H. Hughes et al. [57] prepared (1-x)Ba(Zn1/3Nb2/3)O3-xBa(Ga1/2Ta1/2)O3 ceramics by the mixed oxide method. The effect of Ba(Ga1/2Ta1/2)O3 (BGT) doping on the microstructure of BZN was studied. It was found that the thickness of the secondary phase was about 25 μm under the conditions of sintering at 1350 °C for 4 h, which might have been formed by the evaporation of Zn. Under the same conditions, the thickness of the secondary phase of the BZN sample doped with 20% BGT reached 50 μm. Continuing to increase the BGT, the secondary phase content increased. Compared to pure BZN, the average grain size of BZN samples doped with 20% BGT increased to 8 μm. A new impurity phase Ba3Ga4O9 was found after the analysis of the samples highly doped with BGT. There were few discussions on this phase and it deserves further study.
Some grain boundary glass phases are often introduced in ceramic media due to the addition of co-solvents or unsuitable sintering and cooling temperatures. The introduction of these glass phases could lower the sintering temperature of the ceramic system and increase the bulk density. However, it could change the main crystal phase, resulting in an increase of dielectric loss. In 2006, F. Roulland et al. [58] studied the effect of glass phase doping on the sintering properties and microwave dielectric properties of BZN ceramics. It was found that the doping of the glassy phase could effectively decrease the sintering temperature of the ceramic system without changing the main properties of the dielectric material. Among them, doping with 5 mol% LiF and 10 mol% B2O3 could decrease the sintering temperature by 350 °C. In addition, after co-sintering BZN ceramics with silver, the obtained samples showed that no secondary phase was obvious, the dielectric constant was 37.2, and the dielectric loss was also small.
A.G. Belous et al. [59] investigated the effect of A-site or B-site non-stoichiometry on the structure and dielectric properties of Ba(A1/3Nb2/3)O3 (A = Co, Zn) ceramics. It was found that the microstructure, Q value and phase composition of the samples were easily affected by deviations in the stoichiometric composition. This deviation very easily form a barium-rich second phase with a hexagonal perovskite structure, similar to Ba8A2+Nb6O24, or to a niobium-rich ferroelectric phase with a tetragonal tungsten bronze structure, similar to Ba6CoNb9O30. The creation of these secondary phases was always accompanied by a decrease in the dielectric properties of the ceramic system. The data presented in this paper showed that the Co-deficient BCN (Q × f = 85,000 GHz) and Ba-deficient BZN (Q × f = 90,000 GHz) (f = 10 GHz) samples obtained good Q values after sintering for 8 h without annealing behavior.

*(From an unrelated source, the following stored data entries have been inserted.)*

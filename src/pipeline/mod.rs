pub mod normalizer;
pub mod runner;

pub use normalizer::{CaptureFn, ContextFn, Normalizer};

use serde_json::Value;
use std::fmt;
use std::sync::Arc;
use tracing::{debug, debug_span, Instrument};

use crate::domain::Verdict;
use crate::error::{BoxError, ConfigError, TrustError};
use crate::rules::{Rule, RuleSet};

/// Configuration bundle for building a [`Pipeline`].
pub struct TrustConfig<P, C = ()> {
    /// Mandatory input normalization
    pub capture: CaptureFn<P>,

    /// Optional context normalization
    pub context: Option<ContextFn<C>>,

    /// Rules in evaluation order
    pub rules: Vec<Rule<P, C>>,
}

/// Declarative authorization pipeline.
///
/// Normalizes raw input (and optionally context), then runs its rules in
/// declaration order, collecting non-empty results by rule name. The first
/// failing rule aborts the invocation with [`TrustError::Unauthorized`].
///
/// Immutable after construction. Clones share the same rules, and every
/// invocation owns its own accumulator, so concurrent calls do not interact.
pub struct Pipeline<P, C = ()> {
    inner: Arc<Inner<P, C>>,
}

struct Inner<P, C> {
    normalizer: Normalizer<P, C>,
    rules: RuleSet<P, C>,
}

impl<P, C> Pipeline<P, C>
where
    P: Send + Sync + 'static,
    C: Send + Sync + 'static,
{
    /// Build a pipeline, validating rule names.
    pub fn new(config: TrustConfig<P, C>) -> Result<Self, ConfigError> {
        let rules = RuleSet::new(config.rules)?;

        Ok(Pipeline {
            inner: Arc::new(Inner {
                normalizer: Normalizer::new(config.capture, config.context),
                rules,
            }),
        })
    }

    /// Start building a pipeline fluently.
    pub fn builder() -> PipelineBuilder<P, C> {
        PipelineBuilder::new()
    }

    /// Evaluate raw input and context against every rule.
    ///
    /// Capture and context failures are returned unchanged as
    /// [`TrustError::Capture`] and [`TrustError::Context`]. A rule failure is
    /// returned as [`TrustError::Unauthorized`] naming the rule.
    pub async fn trust(
        &self,
        input: Value,
        context: Option<Value>,
    ) -> Result<Verdict, TrustError> {
        let inner = &self.inner;
        let span = debug_span!("trust", rules = inner.rules.len());

        async move {
            let (params, context) = inner.normalizer.normalize(input, context).await?;
            let verdict = runner::run(params, context, &inner.rules).await?;
            debug!(results = verdict.len(), "invocation authorized");
            Ok(verdict)
        }
        .instrument(span)
        .await
    }
}

impl<P, C> Pipeline<P, C> {
    /// The configured rules, read-only.
    pub fn rules(&self) -> &RuleSet<P, C> {
        &self.inner.rules
    }

    /// Whether a context function was configured.
    pub fn has_context(&self) -> bool {
        self.inner.normalizer.has_context()
    }
}

impl<P, C> Clone for Pipeline<P, C> {
    fn clone(&self) -> Self {
        Pipeline {
            inner: Arc::clone(&self.inner),
        }
    }
}

impl<P, C> fmt::Debug for Pipeline<P, C> {
    fn fmt(&self, f: &mut fmt::Formatter<'_>) -> fmt::Result {
        f.debug_struct("Pipeline")
            .field("rules", &self.inner.rules)
            .field("context", &self.has_context())
            .finish()
    }
}

/// Fluent builder for [`Pipeline`].
pub struct PipelineBuilder<P, C = ()> {
    capture: Option<CaptureFn<P>>,
    context: Option<ContextFn<C>>,
    rules: Vec<Rule<P, C>>,
}

impl<P, C> PipelineBuilder<P, C>
where
    P: Send + Sync + 'static,
    C: Send + Sync + 'static,
{
    pub fn new() -> Self {
        PipelineBuilder {
            capture: None,
            context: None,
            rules: Vec::new(),
        }
    }

    /// Set a synchronous capture function.
    pub fn capture<F>(self, f: F) -> Self
    where
        F: Fn(Value) -> Result<P, BoxError> + Send + Sync + 'static,
    {
        self.capture_with(CaptureFn::new(f))
    }

    /// Set a prepared capture function (async or JSON based).
    pub fn capture_with(mut self, capture: CaptureFn<P>) -> Self {
        self.capture = Some(capture);
        self
    }

    /// Set a synchronous context function.
    pub fn context<F>(self, f: F) -> Self
    where
        F: Fn(Option<Value>) -> Result<C, BoxError> + Send + Sync + 'static,
    {
        self.context_with(ContextFn::new(f))
    }

    /// Set a prepared context function.
    pub fn context_with(mut self, context: ContextFn<C>) -> Self {
        self.context = Some(context);
        self
    }

    /// Append a rule; it runs after every rule added before it.
    pub fn rule(mut self, rule: Rule<P, C>) -> Self {
        self.rules.push(rule);
        self
    }

    /// Append several rules in order.
    pub fn rules(mut self, rules: impl IntoIterator<Item = Rule<P, C>>) -> Self {
        self.rules.extend(rules);
        self
    }

    pub fn build(self) -> Result<Pipeline<P, C>, ConfigError> {
        let capture = self.capture.ok_or(ConfigError::MissingCapture)?;

        Pipeline::new(TrustConfig {
            capture,
            context: self.context,
            rules: self.rules,
        })
    }
}

impl<P, C> Default for PipelineBuilder<P, C>
where
    P: Send + Sync + 'static,
    C: Send + Sync + 'static,
{
    fn default() -> Self {
        PipelineBuilder::new()
    }
}

#[cfg(test)]
mod tests {
    use super::*;
    use crate::error::{AUTHORIZATION_FAILED, UNKNOWN_RULE};
    use crate::rules::{rule, rule_fn};
    use serde::Deserialize;
    use serde_json::json;
    use std::io;
    use std::sync::atomic::{AtomicUsize, Ordering};
    use tokio_test::{assert_err, assert_ok};

    #[derive(Debug, Deserialize)]
    struct Params {
        #[serde(rename = "userId")]
        user_id: String,
    }

    #[derive(Debug, Deserialize, PartialEq)]
    struct Tenant {
        tenant: String,
    }

    fn role_pipeline() -> Pipeline<Params> {
        Pipeline::builder()
            .capture_with(CaptureFn::json())
            .rule(rule_fn("checkId", |p: &Params, _| Ok(p.user_id == "admin")))
            .rule(rule_fn("getRole", |p: &Params, _| {
                Ok(if p.user_id == "admin" { "admin" } else { "user" })
            }))
            .build()
            .unwrap()
    }

    #[tokio::test]
    async fn test_role_example() {
        let pipeline = role_pipeline();

        let verdict = pipeline
            .trust(json!({ "userId": "admin" }), None)
            .await
            .unwrap();

        assert_eq!(serde_json::to_value(&verdict).unwrap(), json!({ "checkId": true, "getRole": "admin" }));
    }

    #[tokio::test]
    async fn test_failing_rule_example() {
        let reached = Arc::new(AtomicUsize::new(0));
        let probe = Arc::clone(&reached);

        let pipeline: Pipeline<Value> = Pipeline::builder()
            .capture(Ok)
            .rule(rule_fn("a", |_, _| -> Result<(), BoxError> {
                Err(Box::new(io::Error::other("x")))
            }))
            .rule(rule_fn("b", move |_, _| {
                probe.fetch_add(1, Ordering::SeqCst);
                Ok("unreached")
            }))
            .build()
            .unwrap();

        let err = pipeline.trust(json!({}), None).await.unwrap_err();
        let failure = err.as_unauthorized().unwrap();

        assert_eq!(err.to_string(), AUTHORIZATION_FAILED);
        assert_eq!(failure.rule(), "a");
        assert_eq!(failure.reason().to_string(), "x");
        assert_eq!(reached.load(Ordering::SeqCst), 0);
    }

    #[tokio::test]
    async fn test_no_rules_yields_empty_verdict() {
        let pipeline: Pipeline<Value> = Pipeline::builder().capture(Ok).build().unwrap();

        let verdict = assert_ok!(pipeline.trust(json!("anything"), None).await);
        assert!(verdict.is_empty());
    }

    #[tokio::test]
    async fn test_context_reaches_every_rule() {
        let seen = Arc::new(AtomicUsize::new(0));
        let first = Arc::clone(&seen);
        let second = Arc::clone(&seen);

        let pipeline: Pipeline<Value, Tenant> = Pipeline::builder()
            .capture(Ok)
            .context_with(ContextFn::json())
            .rule(rule_fn("one", move |_, ctx: Option<&Tenant>| {
                first.fetch_add(1, Ordering::SeqCst);
                Ok(ctx.map(|t| t.tenant.clone()))
            }))
            .rule(rule("two", move |_, ctx: Option<Arc<Tenant>>| {
                second.fetch_add(1, Ordering::SeqCst);
                async move { Ok::<_, BoxError>(ctx.map(|t| t.tenant.len())) }
            }))
            .build()
            .unwrap();

        let verdict = pipeline
            .trust(Value::Null, Some(json!({ "tenant": "acme" })))
            .await
            .unwrap();

        assert_eq!(verdict.get("one"), Some(&json!("acme")));
        assert_eq!(verdict.get("two"), Some(&json!(4)));
        assert_eq!(seen.load(Ordering::SeqCst), 2);
    }

    #[tokio::test]
    async fn test_context_ignored_without_context_fn() {
        let pipeline: Pipeline<Value, Tenant> = Pipeline::builder()
            .capture(Ok)
            .rule(rule_fn("ctx", |_, ctx: Option<&Tenant>| Ok(ctx.is_some())))
            .build()
            .unwrap();

        let verdict = pipeline
            .trust(Value::Null, Some(json!({ "tenant": "acme" })))
            .await
            .unwrap();

        assert_eq!(verdict.get("ctx"), Some(&json!(false)));
    }

    #[tokio::test]
    async fn test_capture_failure_is_unattributed() {
        let pipeline = role_pipeline();

        let err = assert_err!(pipeline.trust(json!({ "wrong": 1 }), None).await);

        assert!(err.is_input_error());
        assert!(err.as_unauthorized().is_none());
        assert_ne!(err.to_string(), AUTHORIZATION_FAILED);
    }

    #[tokio::test]
    async fn test_context_failure_is_unattributed() {
        let pipeline: Pipeline<Value, Tenant> = Pipeline::builder()
            .capture(Ok)
            .context_with(ContextFn::json())
            .build()
            .unwrap();

        let err = pipeline.trust(Value::Null, None).await.unwrap_err();
        assert!(matches!(err, TrustError::Context(_)));
    }

    #[tokio::test]
    async fn test_failure_does_not_leak_into_next_invocation() {
        let pipeline: Pipeline<Value> = Pipeline::builder()
            .capture(Ok)
            .rule(rule_fn("gate", |input: &Value, _| {
                if input["deny"] == json!(true) {
                    return Err("denied".into());
                }
                Ok(Some("open"))
            }))
            .rule(rule_fn("after", |_, _| Ok(1)))
            .build()
            .unwrap();

        let err = pipeline.trust(json!({ "deny": true }), None).await.unwrap_err();
        assert_eq!(err.as_unauthorized().unwrap().rule(), "gate");

        let verdict = pipeline.trust(json!({ "deny": false }), None).await.unwrap();
        assert_eq!(verdict.len(), 2);
        assert_eq!(verdict.get("gate"), Some(&json!("open")));
    }

    #[tokio::test]
    async fn test_concurrent_invocations_are_independent() {
        let pipeline: Pipeline<Value> = Pipeline::builder()
            .capture(Ok)
            .rule(rule("echo", |input: Arc<Value>, _| async move {
                tokio::task::yield_now().await;
                Ok::<_, BoxError>((*input).clone())
            }))
            .build()
            .unwrap();

        let handles: Vec<_> = (0..16)
            .map(|i| {
                let pipeline = pipeline.clone();
                tokio::spawn(async move { pipeline.trust(json!(i), None).await })
            })
            .collect();

        for (i, handle) in handles.into_iter().enumerate() {
            let verdict = handle.await.unwrap().unwrap();
            assert_eq!(verdict.get("echo"), Some(&json!(i)));
        }
    }

    #[test]
    fn test_builder_requires_capture() {
        let err = PipelineBuilder::<Value>::new().build().unwrap_err();
        assert_eq!(err, ConfigError::MissingCapture);
    }

    #[test]
    fn test_duplicate_rules_fail_construction() {
        let err = Pipeline::<Value>::builder()
            .capture(Ok)
            .rule(rule_fn("dup", |_, _| Ok(())))
            .rule(rule_fn("dup", |_, _| Ok(())))
            .build()
            .unwrap_err();

        assert_eq!(err, ConfigError::DuplicateRule("dup".to_string()));
    }

    #[test]
    fn test_rules_introspection() {
        let pipeline = role_pipeline();

        let names: Vec<&str> = pipeline.rules().names().collect();
        assert_eq!(names, vec!["checkId", "getRole"]);
        assert!(!pipeline.has_context());
        assert_ne!(names[0], UNKNOWN_RULE);
    }
}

5. Problems and Solutions in Improving the Performance of BZN Ceramics

5.1. Problems in Improving the Performance of BZN Ceramics

Ba(Zn1/3Nb2/3)O3 ceramics are usually prepared by the conventional solid-phase method, which consists of ball milling a certain stoichiometric ratio of raw materials (BaCO3, ZnO, Nb2O5), calcinating in the range of 1100 °C–1200 °C and subsequent high-temperature sintering in the range of 1400 °C–1500 °C. However, the volatilization of ZnO at high temperatures led to the presence of secondary phases, such as Ba5Nb4O15 [60], during sintering, which damaged the dielectric properties of BZN ceramics to some extent.
W.T. Xie et al. [61] prepared (1-x)ZnNb2O6-xBa(Zn1/3Nb2/3)O3 (x = 0.25, 0.30, 0.35, 0.40) composite ceramics by a conventional solid-state method to study their properties. It was found that the secondary phase Ba3Zn1/3Nb14/3O15 and liquid phase were formed because of the evaporation of ZnO in the sintering process, and the liquid phase assisted grain growth. As the mole fraction of BZN increased, the bulk density, dielectric constant and Q value of the samples first increased and then decreased, while, the τf value increased directly from −12.68 to +10.34 ppm/°C. It was believed that the above phenomenon was reasonable. As the dielectric properties of BZN are better than those of ZnNb2O6, the appropriate amount of BZN could improve the order degree of ceramics, thereby promoting the densification sintering of ceramics. However, surplus BZN would cause excessive evaporation of the Zn element, resulting in the formation of redundant secondary phases.
S.Y. Noh et al. [17] used conventional solid-state synthesis to prepare BZN and thereby researched the effects of structural changes on the microwave dielectric properties of BZN ceramics. It was found that the evaporation of the Zn element had an important influence on the structure and properties of the ceramic system during the sintering process. For the samples sintered at above 1350 °C, some liquid phases were observed, due to the evaporation of ZnO, and the presence of the liquid phases promoted grain growth. At the same time, the loss of Zn ions also deteriorated the 1:2 ordering structure of the ceramics. The secondary phases of Ba5Nb4O15 and BaNb6O16 decreased the relative density and Q value of the samples, caused by the evaporation of ZnO.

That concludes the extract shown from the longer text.